The explosion of the sub-prime mortgage crisis on the American financial scene in February 2007 is another glaring example that free-market economic policy championed by the Chicago school of economics is fatally flawed. Unfortunately, this is not the first market crash of its kind. Popular rhetoric spewing from North American governments and mainstream media outlets claim that no one saw this unprecedented crisis coming. It may be true that we have never seen a financial crisis spiral to the scale it has today. This is because globalization and advances in communications technologies has made the world incredibly interconnected and interdependent. What is not being talked about is the fact that we have had similar market crashes periodically over the last 40 years because neo-liberal economic theory is based on false premises. These spectacular market crashes include the 1989 savings and loans debacle, the 1997 financial crisis in East Asia, and the 2001 collapse of Enron and Worldcom.(1)

Free-market ideology is a cornerstone of neo-liberal economic theory. It is based on a controversial view of human nature. It relies on the ‘truth’ that human beings ALWAYS act to maximize their rational self-interest. All other tenets are centered around this basic axiom. Of course, it takes only a moment of self-reflection to recognize that humans only act rationally sometimes. Other times we act according to habit, whim, and emotion. The economists do not  feel this is important when they calculate their mathematical calculations. Thus, what we buy is not necessarily a process of rational deliberation. Often, the psychologically invasive tactics of marketing creates desire for products like reality TV and bacon wrapped sausages, which are not the demands of rationally self-interested public.

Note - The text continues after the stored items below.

//! Workflow operations: idempotent insert, lease-based claim, lookup.

use chrono::{DateTime, Utc};
use opentelemetry::KeyValue;
use tracing::{debug, instrument};

use crate::codec::Payload;
use crate::error::{Error, Result, require_id};
use crate::model::{Status, Workflow, storage_precision};
use crate::telemetry::{claim, metrics};

impl super::Db {
    /// Insert an idle workflow unless one with the same id exists.
    #[instrument(skip(self, input), fields(input_bytes = input.as_str().len()))]
    pub(super) async fn insert_workflow(
        &self,
        workflow_id: &str,
        handler: &str,
        input: &Payload,
    ) -> Result<bool> {
        require_id("workflow", workflow_id)?;

        // The primary key arbitrates concurrent duplicates; the loser gets
        // no row back instead of a constraint error.
        let inserted: Option<(String,)> = sqlx::query_as(concat!(
            "INSERT INTO ",
            workflows_table!(),
            " (id, handler, input, status)
             VALUES ($1, $2, $3, $4)
             ON CONFLICT (id) DO NOTHING
             RETURNING id"
        ))
        .bind(workflow_id)
        .bind(handler)
        .bind(input.as_str())
        .bind(Status::Idle.as_str())
        .fetch_optional(self.pool()?)
        .await?;

        let created = inserted.is_some();
        metrics::workflows_inserted().add(
            1,
            &[
                KeyValue::new("handler", handler.to_string()),
                KeyValue::new("result", if created { "created" } else { "duplicate" }),
            ],
        );
        debug!(created, "workflow insert");
        Ok(created)
    }

    /// Claim one eligible workflow in a single statement.
    ///
    /// The candidate scan takes a row lock with SKIP LOCKED, and the UPDATE
    /// runs against that same locked row, so eligibility check, lock, and
    /// transition are indivisible.
    #[instrument(
        skip(self),
        fields(workflow.id = tracing::field::Empty, lease_ms = tracing::field::Empty)
    )]
    pub(super) async fn claim_workflow(
        &self,
        now: DateTime<Utc>,
        timeout_at: DateTime<Utc>,
    ) -> Result<Option<String>> {
        let (now, timeout_at) = (storage_precision(now), storage_precision(timeout_at));

        let row: Option<(String,)> = sqlx::query_as(concat!(
            "WITH candidate AS (
                SELECT id
                FROM ",
            workflows_table!(),
            "
                WHERE status = 'idle'
                   OR (status IN ('running', 'failed') AND timeout_at <= $1)
                LIMIT 1
                FOR UPDATE SKIP LOCKED
             )
             UPDATE ",
            workflows_table!(),
            " w
             SET status = 'running',
                 timeout_at = $2
             FROM candidate
             WHERE w.id = candidate.id
             RETURNING w.id"
        ))
        .bind(now)
        .bind(timeout_at)
        .fetch_optional(self.pool()?)
        .await?;

        let claimed = row.map(|(id,)| id);
        claim::record_claim(claimed.as_deref(), now, timeout_at);
        Ok(claimed)
    }

    /// Fetch a workflow by id.
    #[instrument(skip(self))]
    pub(super) async fn fetch_workflow(&self, workflow_id: &str) -> Result<Option<Workflow>> {
        require_id("workflow", workflow_id)?;

        let row: Option<WorkflowRow> = sqlx::query_as(concat!(
            "SELECT id, handler, input, status, timeout_at, failures, last_error
             FROM ",
            workflows_table!(),
            " WHERE id = $1"
        ))
        .bind(workflow_id)
        .fetch_optional(self.pool()?)
        .await?;

        row.map(WorkflowRow::try_into_workflow).transpose()
    }
}

/// Internal row type for sqlx::FromRow.
#[derive(sqlx::FromRow)]
struct WorkflowRow {
    id: String,
    handler: String,
    input: String,
    status: String,
    timeout_at: Option<DateTime<Utc>>,
    failures: Option<i32>,
    last_error: Option<String>,
}

impl WorkflowRow {
    fn try_into_workflow(self) -> Result<Workflow> {
        let failures = self
            .failures
            .map(|n| {
                u32::try_from(n).map_err(|_| {
                    Error::InvalidRow(format!("workflow {} has failures = {n}", self.id))
                })
            })
            .transpose()?;

        Ok(Workflow {
            id: self.id,
            handler: self.handler,
            input: Payload::from_raw(self.input),
            status: self.status.parse()?,
            timeout_at: self.timeout_at,
            failures,
            last_error: self.last_error,
        })
    }
}
//! Secret handling utilities.
//!
//! Re-exports the secrecy types lidex wraps its connection string in.

pub use secrecy::{ExposeSecret, SecretString};
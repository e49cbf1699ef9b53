//! Claiming protocol and memoization against the in-process backend.

use std::sync::Arc;

use chrono::{DateTime, Duration, TimeZone, Utc};
use lidex::memory::MemoryStore;
use lidex::{Error, Payload, Status, Workflow, WorkflowStore};
use serde_json::{Value, json};

fn t0() -> DateTime<Utc> {
    Utc.with_ymd_and_hms(2026, 1, 1, 12, 0, 0).unwrap()
}

fn ms(n: i64) -> Duration {
    Duration::milliseconds(n)
}

// ---------------------------------------------------------------------------
// Insert
// ---------------------------------------------------------------------------

#[tokio::test]
async fn insert_is_idempotent_and_keeps_first_data() {
    let store = MemoryStore::new();

    assert!(store.insert_value("w1", "h1", &json!({"a": 1})).await.unwrap());
    assert!(!store.insert_value("w1", "h2", &json!({"a": 2})).await.unwrap());

    let wf = store.get_workflow("w1").await.unwrap().unwrap();
    assert_eq!(wf.handler, "h1");
    assert_eq!(wf.input.decode::<Value>().unwrap(), json!({"a": 1}));
    assert_eq!(wf.status, Status::Idle);
    assert_eq!(wf.timeout_at, None);
}

#[tokio::test]
async fn insert_rejects_empty_id() {
    let store = MemoryStore::new();
    let err = store.insert_value("", "h1", &Value::Null).await.unwrap_err();
    assert!(matches!(err, Error::InvalidArgument(_)));
}

#[tokio::test]
async fn concurrent_duplicate_inserts_have_one_winner() {
    let store = Arc::new(MemoryStore::new());
    let mut handles = Vec::new();
    for i in 0..16 {
        let store = store.clone();
        handles.push(tokio::spawn(async move {
            store.insert_value("dup", "h", &i).await.unwrap()
        }));
    }

    let mut winners = 0;
    for handle in handles {
        if handle.await.unwrap() {
            winners += 1;
        }
    }
    assert_eq!(winners, 1);
}

// ---------------------------------------------------------------------------
// Claim
// ---------------------------------------------------------------------------

#[tokio::test]
async fn claim_on_empty_store_returns_none() {
    let store = MemoryStore::new();
    for offset in [-1_000_000, 0, 1_000_000] {
        let now = t0() + ms(offset);
        assert_eq!(store.claim(now, now + ms(1000)).await.unwrap(), None);
    }
}

#[tokio::test]
async fn terminal_workflows_are_never_claimed() {
    let store = MemoryStore::new();
    for (id, status) in [("done", Status::Finished), ("gone", Status::Aborted)] {
        let mut wf = Workflow::new(id, "h", Payload::encode(&Value::Null).unwrap());
        wf.status = status;
        wf.timeout_at = Some(t0() - Duration::days(1));
        store.put_workflow(wf).await.unwrap();
    }

    let later = t0() + Duration::days(30);
    assert_eq!(store.claim(later, later + ms(1000)).await.unwrap(), None);
}

#[tokio::test]
async fn lease_scenario_claims_blocks_and_reclaims() {
    let store = MemoryStore::new();
    let t = t0();

    assert!(store.insert_value("w1", "h1", &json!({"a": 1})).await.unwrap());
    assert_eq!(
        store.claim(t, t + ms(1000)).await.unwrap().as_deref(),
        Some("w1")
    );

    let wf = store.get_workflow("w1").await.unwrap().unwrap();
    assert_eq!(wf.status, Status::Running);
    assert_eq!(wf.timeout_at, Some(t + ms(1000)));

    assert_eq!(store.claim(t + ms(500), t + ms(1500)).await.unwrap(), None);
    assert_eq!(
        store.claim(t + ms(1001), t + ms(2000)).await.unwrap().as_deref(),
        Some("w1")
    );

    let wf = store.get_workflow("w1").await.unwrap().unwrap();
    assert_eq!(wf.timeout_at, Some(t + ms(2000)));
}

#[tokio::test]
async fn lease_expires_exactly_at_timeout() {
    let store = MemoryStore::new();
    let t = t0();
    store.insert_value("w1", "h1", &Value::Null).await.unwrap();
    store.claim(t, t + ms(1000)).await.unwrap();

    assert_eq!(store.claim(t + ms(999), t + ms(5000)).await.unwrap(), None);
    assert_eq!(
        store.claim(t + ms(1000), t + ms(5000)).await.unwrap().as_deref(),
        Some("w1")
    );
}

#[tokio::test]
async fn lease_is_compared_at_microsecond_precision() {
    let store = MemoryStore::new();
    let t = t0();
    store.insert_value("w1", "h1", &Value::Null).await.unwrap();

    // Postgres keeps microseconds; the 500ns tail of the lease is dropped.
    let lease = t + ms(1000) + Duration::nanoseconds(500);
    store.claim(t, lease).await.unwrap();
    let wf = store.get_workflow("w1").await.unwrap().unwrap();
    assert_eq!(wf.timeout_at, Some(t + ms(1000)));

    let within_same_micro = t + ms(1000) + Duration::nanoseconds(100);
    assert_eq!(
        store
            .claim(within_same_micro, t + ms(5000))
            .await
            .unwrap()
            .as_deref(),
        Some("w1")
    );
}

#[tokio::test]
async fn failed_workflow_is_reclaimed_after_its_lease() {
    let store = MemoryStore::new();
    let t1 = t0();
    let mut wf = Workflow::new("w1", "h1", Payload::encode(&Value::Null).unwrap());
    wf.status = Status::Failed;
    wf.timeout_at = Some(t1);
    wf.failures = Some(2);
    wf.last_error = Some("boom".to_string());
    store.put_workflow(wf).await.unwrap();

    assert_eq!(store.claim(t1 - ms(1), t1 + ms(1000)).await.unwrap(), None);
    assert_eq!(
        store.claim(t1, t1 + ms(1000)).await.unwrap().as_deref(),
        Some("w1")
    );

    let wf = store.get_workflow("w1").await.unwrap().unwrap();
    assert_eq!(wf.status, Status::Running);
    assert_eq!(wf.failures, Some(2));
    assert_eq!(wf.last_error.as_deref(), Some("boom"));
}

#[tokio::test]
async fn each_claim_takes_a_different_idle_workflow() {
    let store = MemoryStore::new();
    for id in ["a", "b", "c"] {
        store.insert_value(id, "h", &Value::Null).await.unwrap();
    }

    let t = t0();
    let mut claimed = Vec::new();
    while let Some(id) = store.claim(t, t + ms(1000)).await.unwrap() {
        claimed.push(id);
    }
    claimed.sort();
    assert_eq!(claimed, vec!["a", "b", "c"]);
}

#[tokio::test(flavor = "multi_thread", worker_threads = 4)]
async fn concurrent_claims_have_a_single_winner() {
    let store = Arc::new(MemoryStore::new());
    store.insert_value("only", "h", &Value::Null).await.unwrap();

    let now = t0();
    let mut handles = Vec::new();
    for _ in 0..32 {
        let store = store.clone();
        handles.push(tokio::spawn(async move {
            store.claim(now, now + ms(1000)).await.unwrap()
        }));
    }

    let mut winners = Vec::new();
    for handle in handles {
        if let Some(id) = handle.await.unwrap() {
            winners.push(id);
        }
    }
    assert_eq!(winners, vec!["only".to_string()]);
}

// ---------------------------------------------------------------------------
// Step outputs
// ---------------------------------------------------------------------------

#[tokio::test]
async fn output_lookup_misses_then_hits() {
    let store = MemoryStore::new();
    let value = json!({"charged": true, "amount": 12.5, "tags": ["x", null]});

    assert_eq!(
        store.find_output_value::<Value>("w1", "charge").await.unwrap(),
        None
    );
    assert!(store.save_output_value("w1", "charge", &value).await.unwrap());
    assert_eq!(
        store.find_output_value::<Value>("w1", "charge").await.unwrap(),
        Some(value)
    );
    // A different step of the same workflow is still a miss.
    assert_eq!(store.find_output("w1", "ship").await.unwrap(), None);
}

#[tokio::test]
async fn saved_outputs_are_immutable() {
    let store = MemoryStore::new();
    assert!(store.save_output_value("w1", "s1", &1).await.unwrap());
    assert!(!store.save_output_value("w1", "s1", &2).await.unwrap());
    assert_eq!(
        store.find_output_value::<i32>("w1", "s1").await.unwrap(),
        Some(1)
    );
}

#[tokio::test]
async fn null_output_is_a_hit_not_a_miss() {
    let store = MemoryStore::new();
    store.save_output_value("w1", "s1", &Value::Null).await.unwrap();
    let found = store.find_output("w1", "s1").await.unwrap();
    assert_eq!(found.map(Payload::into_string).as_deref(), Some("null"));
}

// ---------------------------------------------------------------------------
// Lifecycle
// ---------------------------------------------------------------------------

#[tokio::test]
async fn terminate_is_idempotent_and_closes_the_store() {
    let store = MemoryStore::new();
    store.insert_value("w1", "h1", &Value::Null).await.unwrap();

    store.terminate().await.unwrap();
    store.terminate().await.unwrap();

    let t = t0();
    assert!(matches!(
        store.claim(t, t + ms(1)).await,
        Err(Error::Terminated)
    ));
    assert!(matches!(
        store.find_output("w1", "s1").await,
        Err(Error::Terminated)
    ));
}

#[tokio::test]
async fn store_is_usable_through_a_trait_object() {
    let store: Box<dyn WorkflowStore> = Box::new(MemoryStore::new());
    let input = Payload::encode(&json!([1, 2, 3])).unwrap();
    assert!(store.insert("w1", "h1", input).await.unwrap());
    let t = t0();
    assert_eq!(
        store.claim(t, t + ms(10)).await.unwrap().as_deref(),
        Some("w1")
    );
    store.terminate().await.unwrap();
}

Deregulation of the markets is championed because neo-liberal economists claim that individuals know how to spend their money most efficiently and governments have no business interfering with national economies. Under the neo-liberal framework, efficient economies are seen moral devices, rather than amoral mechanisms that can be used for moral or immoral ends. So what is economic efficiency? It is using resources in such a way as to maximize the production of goods and services. As wikipedia explains, “A system is considered to be economically efficient if no one can be made better off without making someone worse off, more output cannot be obtained without increasing the amount of inputs, and production proceeds at the lowest possible per-unit cost.”

 

Great Depression

 

Thus, in the name of goodness and efficiency governmental regulation of financial markets was rolled back beginning in Reagan/Thatcher era of the 1980’s and continued throughout the 1990’s as corporations gained greater power and profits. The economic boom of the 1990’s was made possible due to deregulation and increasing levels of individual, corporate, and governmental debt. Lenders routinely lent out more than the total their physical assets. The invention of the Credit Default Swap (CDS) market allowed banks to buy a sort of insurance against the default of loans. In return for paying small premiums, depending on the perceived risk of the loan, banks were free to think of themselves as not exposed to risk and did not have to ensure that money was set aside to cover defaulted or ‘bad debts.’ This in turn allowed them to lend out even more money. These Credit Default Swaps were dispersed internationally by bundling these bad debts into financial packages that were traded and speculated upon. The amount of debt in the CDS market is estimated to be more than $50 trillion.(2)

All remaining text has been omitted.